Activity: Once the line with "an exchange client" is found in the data, output it and each following line exactly, up to and including the line with "(auth, timeouts, metadata)", and nothing before or after.

(Source records Opens)

use axum::{
    http::StatusCode,
    response::{IntoResponse, Response},
    Json,
};
use serde_json::json;
use thiserror::Error;

#[derive(Debug, Error)]
pub enum ApiError {
    #[error("invalid request: {0}")]
    BadRequest(String),

    #[error("not found")]
    NotFound,

    /// Details are logged, never sent to the client.
    #[error("internal error: {0}")]
    Internal(String),
}

impl ApiError {
    pub const fn status_code(&self) -> StatusCode {
        match self {
            Self::BadRequest(_) => StatusCode::BAD_REQUEST,
            Self::NotFound => StatusCode::NOT_FOUND,
            Self::Internal(_) => StatusCode::INTERNAL_SERVER_ERROR,
        }
    }
}

impl From<anyhow::Error> for ApiError {
    fn from(err: anyhow::Error) -> Self {
        Self::Internal(format!("{err:#}"))
    }
}

impl IntoResponse for ApiError {
    fn into_response(self) -> Response {
        let status = self.status_code();
        let message = match &self {
            Self::BadRequest(reason) => reason.clone(),
            Self::NotFound => "Not found".to_string(),
            Self::Internal(detail) => {
                log::error!("Request failed: {detail}");
                "Internal server error".to_string()
            }
        };

        (status, Json(json!({ "error": message }))).into_response()
    }
}

#[cfg(test)]
mod tests {
    use super::*;

    #[test]
    fn errors_map_to_status_codes() {
        assert_eq!(
            ApiError::BadRequest("x".into()).status_code(),
            StatusCode::BAD_REQUEST
        );
        assert_eq!(ApiError::NotFound.status_code(), StatusCode::NOT_FOUND);
        assert_eq!(
            ApiError::from(anyhow::anyhow!("boom")).status_code(),
            StatusCode::INTERNAL_SERVER_ERROR
        );
    }

    #[test]
    fn internal_details_stay_out_of_the_response() {
        let response = ApiError::Internal("db path /secret".into()).into_response();
        assert_eq!(response.status(), StatusCode::INTERNAL_SERVER_ERROR);
    }
}
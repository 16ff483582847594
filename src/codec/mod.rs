//! Serialization codecs for the exchange protocol binding

pub mod json;
pub mod sse;

pub use json::JsonCodec;
pub use sse::SseCodec;

use crate::{
    protocol::{error::A2aError, operation::ExchangeOperation},
    service::response::ExchangeResponse,
};
use bytes::Bytes;

/// Codec trait for encoding and decoding exchange messages
///
/// The only binding implemented here is HTTP+JSON; the trait keeps the
/// service layer independent of the concrete wire format.
pub trait Codec: Send + Sync {
    /// Serialize an exchange operation to a request body
    fn encode_request(&self, operation: &ExchangeOperation) -> Result<Bytes, A2aError>;

    /// Deserialize a response body into an exchange response
    ///
    /// The original operation is passed for context since the expected
    /// payload shape depends on it.
    fn decode_response(
        &self,
        body: &[u8],
        operation: &ExchangeOperation,
    ) -> Result<ExchangeResponse, A2aError>;

    /// Get the content type for this codec
    fn content_type(&self) -> &str;
}
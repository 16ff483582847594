//! Tower service layer for the exchange protocol

pub mod core;
pub mod request;
pub mod response;

pub use self::core::ExchangeService;
pub use request::{ExchangeRequest, RequestContext};
pub use response::ExchangeResponse;
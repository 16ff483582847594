//! Transport abstraction layer for the exchange protocol

pub mod http;
pub mod loopback;
#[cfg(test)]
pub mod mock;

use std::{
    collections::HashMap,
    task::{Context, Poll},
};

pub use http::HttpTransport;
pub use loopback::LoopbackTransport;

use async_trait::async_trait;
use bytes::Bytes;
use futures::stream::BoxStream;
use url::Url;

use crate::protocol::error::A2aError;

/// Protocol-agnostic transport request
#[derive(Debug, Clone)]
pub struct TransportRequest {
    /// The endpoint path (e.g., "/message/send")
    pub endpoint: String,

    /// HTTP method or equivalent operation
    pub method: String,

    /// Headers or metadata for the request
    pub headers: HashMap<String, String>,

    /// Request body as bytes
    pub body: Bytes,
}

impl TransportRequest {
    /// Create a new transport request
    pub fn new(endpoint: impl Into<String>, method: impl Into<String>) -> Self {
        Self {
            endpoint: endpoint.into(),
            method: method.into(),
            headers: HashMap::new(),
            body: Bytes::new(),
        }
    }

    /// Add a header to the request
    pub fn header(mut self, key: impl Into<String>, value: impl Into<String>) -> Self {
        self.headers.insert(key.into(), value.into());
        self
    }

    /// Set the request body
    pub fn body(mut self, body: Bytes) -> Self {
        self.body = body;
        self
    }
}

/// Protocol-agnostic transport response
#[derive(Debug)]
pub struct TransportResponse {
    /// Status code (e.g., HTTP status code)
    pub status: u16,

    /// Response headers or metadata
    pub headers: HashMap<String, String>,

    /// Response body as bytes
    pub body: Bytes,
}

impl TransportResponse {
    /// Create a new transport response
    pub fn new(status: u16) -> Self {
        Self {
            status,
            headers: HashMap::new(),
            body: Bytes::new(),
        }
    }

    /// Add a header to the response
    pub fn header(mut self, key: impl Into<String>, value: impl Into<String>) -> Self {
        self.headers.insert(key.into(), value.into());
        self
    }

    /// Set the response body
    pub fn body(mut self, body: Bytes) -> Self {
        self.body = body;
        self
    }

    /// Check if the response indicates success (2xx status code)
    pub fn is_success(&self) -> bool {
        self.status >= 200 && self.status < 300
    }

    /// Check if the response indicates a client error (4xx status code)
    pub fn is_client_error(&self) -> bool {
        self.status >= 400 && self.status < 500
    }

    /// Check if the response indicates a server error (5xx status code)
    pub fn is_server_error(&self) -> bool {
        self.status >= 500 && self.status < 600
    }
}

/// Byte stream produced by a streaming transport request
pub type ByteStream = BoxStream<'static, Result<Bytes, A2aError>>;

/// Core transport trait for executing protocol-agnostic requests
///
/// Implementations carry the exchange over a concrete medium: HTTP for real
/// deployments, an in-process loopback for tests and embedded hosts.
#[async_trait]
pub trait Transport: Clone + Send + Sync + 'static {
    /// Check if the transport is ready to accept requests
    ///
    /// This is used by Tower's Service trait to implement backpressure
    fn poll_ready(&mut self, cx: &mut Context<'_>) -> Poll<Result<(), A2aError>>;

    /// Execute a transport request asynchronously
    async fn execute(&self, request: TransportRequest) -> Result<TransportResponse, A2aError>;

    /// Execute a request whose response is a server-sent event stream
    ///
    /// The returned bytes are the raw SSE wire format; decoding into
    /// messages happens in [`SseCodec`](crate::codec::SseCodec). Dropping
    /// the stream cancels the request and releases the connection.
    async fn execute_streaming(&self, request: TransportRequest) -> Result<ByteStream, A2aError> {
        let _ = request;
        Err(A2aError::Protocol(
            "Transport does not support streaming".into(),
        ))
    }

    /// Get the base URL or identifier for this transport
    fn base_url(&self) -> &Url;

    /// Check if this transport supports streaming responses
    fn supports_streaming(&self) -> bool {
        false
    }
}
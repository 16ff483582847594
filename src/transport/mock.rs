use std::{
    sync::Arc,
    task::{Context, Poll},
};

use async_trait::async_trait;
use url::Url;

use crate::protocol::error::A2aError;

use super::{Transport, TransportRequest, TransportResponse};

/// Mock transport for internal testing
///
/// Answers every request through a caller-supplied closure, used to mock
/// agent responses and failure statuses without a host or a network.
#[derive(Clone)]
pub(crate) struct MockTransport {
    handler: Arc<dyn Fn(TransportRequest) -> TransportResponse + Send + Sync>,
    base_url: Url,
}

impl MockTransport {
    /// Create a new mock transport with a custom request handler
    pub fn new<F>(handler: F) -> Self
    where
        F: Fn(TransportRequest) -> TransportResponse + Send + Sync + 'static,
    {
        Self {
            handler: Arc::new(handler),
            base_url: Url::parse("mock://agent").unwrap(),
        }
    }

    /// Create a mock transport that always returns 200 OK
    pub fn ok() -> Self {
        Self::new(|_| TransportResponse::new(200))
    }
}

#[async_trait]
impl Transport for MockTransport {
    fn poll_ready(&mut self, _cx: &mut Context<'_>) -> Poll<Result<(), A2aError>> {
        Poll::Ready(Ok(()))
    }

    async fn execute(&self, request: TransportRequest) -> Result<TransportResponse, A2aError> {
        Ok((self.handler)(request))
    }

    fn base_url(&self) -> &Url {
        &self.base_url
    }
}

impl std::fmt::Debug for MockTransport {
    fn fmt(&self, f: &mut std::fmt::Formatter<'_>) -> std::fmt::Result {
        f.debug_struct("MockTransport").finish()
    }
}
//! Client configuration

use std::time::Duration;

use crate::layer::AuthCredentials;

/// Configuration for an exchange client
#[derive(Debug, Clone)]
pub struct ClientConfig {
    /// Base URL of the agent
    pub agent_url: String,

    /// Default request timeout
    pub timeout: Duration,

    /// Credentials attached to every request
    pub auth: Option<AuthCredentials>,
}

impl ClientConfig {
    /// Create a new client configuration
    pub fn new(agent_url: impl Into<String>) -> Self {
        Self {
            agent_url: agent_url.into(),
            timeout: Duration::from_secs(30),
            auth: None,
        }
    }

    /// Set the timeout
    pub fn with_timeout(mut self, timeout: Duration) -> Self {
        self.timeout = timeout;
        self
    }

    /// Set authentication credentials
    pub fn with_auth(mut self, auth: AuthCredentials) -> Self {
        self.auth = Some(auth);
        self
    }
}
//! Exchange service request types

use std::{collections::HashMap, time::Duration};

use crate::{layer::auth::AuthCredentials, protocol::operation::ExchangeOperation};

/// A request to the exchange service
///
/// This wraps an exchange operation with the context needed to execute it.
#[derive(Debug, Clone)]
pub struct ExchangeRequest {
    /// The operation to execute
    pub operation: ExchangeOperation,

    /// Request context (auth, timeouts, metadata)
    pub context: RequestContext,
}

impl ExchangeRequest {
    /// Create a new exchange request
    pub fn new(operation: ExchangeOperation, context: RequestContext) -> Self {
        Self { operation, context }
    }
}

/// Request context containing metadata and configuration
#[derive(Debug, Clone)]
pub struct RequestContext {
    /// Base URL of the target agent
    pub agent_url: String,

    /// Authentication credentials (if any)
    pub auth: Option<AuthCredentials>,

    /// Request timeout
    pub timeout: Option<Duration>,

    /// Additional metadata headers
    pub metadata: HashMap<String, String>,
}

impl RequestContext {
    /// Create a new request context
    pub fn new(agent_url: impl Into<String>) -> Self {
        Self {
            agent_url: agent_url.into(),
            auth: None,
            timeout: Some(Duration::from_secs(30)),
            metadata: HashMap::new(),
        }
    }

    /// Set authentication credentials
    pub fn with_auth(mut self, auth: AuthCredentials) -> Self {
        self.auth = Some(auth);
        self
    }

    /// Set request timeout
    pub fn with_timeout(mut self, timeout: Duration) -> Self {
        self.timeout = Some(timeout);
        self
    }

    /// Add a metadata header
    pub fn with_metadata(mut self, key: impl Into<String>, value: impl Into<String>) -> Self {
        self.metadata.insert(key.into(), value.into());
        self
    }
}

impl Default for RequestContext {
    fn default() -> Self {
        Self::new(String::new())
    }
}
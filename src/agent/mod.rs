//! Server-side agent abstraction
//!
//! An [`Agent`] exposes exactly two operations to its host: handle an
//! incoming message and answer a card query. The [`AgentHost`] is the
//! neutral side of that contract; a transport binding (HTTP framework,
//! loopback, test harness) hands requests to the host, which dispatches to
//! whatever agent was attached.

pub mod echo;

use std::sync::Arc;

use async_trait::async_trait;
use tracing::debug;

pub use echo::EchoAgent;

use crate::protocol::{
    agent::AgentCard,
    error::{A2aError, A2aResult},
    message::{Message, MessageSendParams, Part},
};

/// The two capabilities an agent injects into its host
///
/// Implementations must be stateless with respect to the calls: the reply
/// depends only on the input, which makes every agent idempotent and
/// thread-safe by construction.
#[async_trait]
pub trait Agent: Send + Sync {
    /// Produce a reply to an incoming message
    async fn handle_message(&self, params: MessageSendParams) -> A2aResult<Message>;

    /// Produce the agent's descriptor for a card query
    ///
    /// Must be deterministic for a fixed `request_url`.
    async fn agent_card(&self, request_url: &str) -> A2aResult<AgentCard>;
}

/// Neutral host that owns an attached agent
///
/// The host exposes the unary and streaming message paths plus card
/// queries, independent of any transport.
#[derive(Clone)]
pub struct AgentHost {
    agent: Arc<dyn Agent>,
}

impl AgentHost {
    /// Create a host with the given agent attached
    pub fn new(agent: impl Agent + 'static) -> Self {
        Self {
            agent: Arc::new(agent),
        }
    }

    /// Handle a unary message send
    pub async fn handle_message(&self, params: MessageSendParams) -> A2aResult<Message> {
        debug!(message_id = %params.message.message_id, "dispatching message to agent");
        let reply = self.agent.handle_message(params).await?;

        if reply.parts.is_empty() {
            return Err(A2aError::Protocol(
                "Agent produced a message with no parts".into(),
            ));
        }

        Ok(reply)
    }

    /// Handle a streaming message send
    ///
    /// The reply is delivered as a finite sequence of single-part partial
    /// messages, one per part of the agent's reply, in part order. All
    /// chunks share the reply's message and context ids; reassembling their
    /// text in order yields exactly the unary reply content.
    pub async fn handle_message_stream(
        &self,
        params: MessageSendParams,
    ) -> A2aResult<Vec<Message>> {
        let reply = self.handle_message(params).await?;

        let chunks = reply
            .parts
            .iter()
            .map(|part| Message {
                role: reply.role,
                message_id: reply.message_id.clone(),
                context_id: reply.context_id.clone(),
                parts: vec![part.clone()],
            })
            .collect();

        Ok(chunks)
    }

    /// Handle an agent card query
    pub async fn card(&self, request_url: &str) -> A2aResult<AgentCard> {
        self.agent.agent_card(request_url).await
    }
}

/// Extract the first text part of an incoming message
///
/// Messages without any text part fail with [`A2aError::MissingPart`]; the
/// exchange does not substitute empty text.
pub fn first_text_part(params: &MessageSendParams) -> A2aResult<&str> {
    params
        .message
        .parts
        .iter()
        .find_map(|part| match part {
            Part::Text { text } => Some(text.as_str()),
        })
        .ok_or(A2aError::MissingPart)
}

(Source records Closes)

Task solution:
/// Configuration for an exchange client
#[derive(Debug, Clone)]
pub struct ClientConfig {
    /// Base URL of the agent
    pub agent_url: String,

    /// Default request timeout
    pub timeout: Duration,

    /// Credentials attached to every request
    pub auth: Option<AuthCredentials>,
}

impl ClientConfig {
    /// Create a new client configuration
    pub fn new(agent_url: impl Into<String>) -> Self {
        Self {
            agent_url: agent_url.into(),
            timeout: Duration::from_secs(30),
            auth: None,
        }
    }

    /// Set the timeout
    pub fn with_timeout(mut self, timeout: Duration) -> Self {
        self.timeout = timeout;
        self
    }

    /// Set authentication credentials
    pub fn with_auth(mut self, auth: AuthCredentials) -> Self {
        self.auth = Some(auth);
        self
    }
}
//! Exchange service request types

use std::{collections::HashMap, time::Duration};

use crate::{layer::auth::AuthCredentials, protocol::operation::ExchangeOperation};

/// A request to the exchange service
///
/// This wraps an exchange operation with the context needed to execute it.
#[derive(Debug, Clone)]
pub struct ExchangeRequest {
    /// The operation to execute
    pub operation: ExchangeOperation,

    /// Request context (auth, timeouts, metadata)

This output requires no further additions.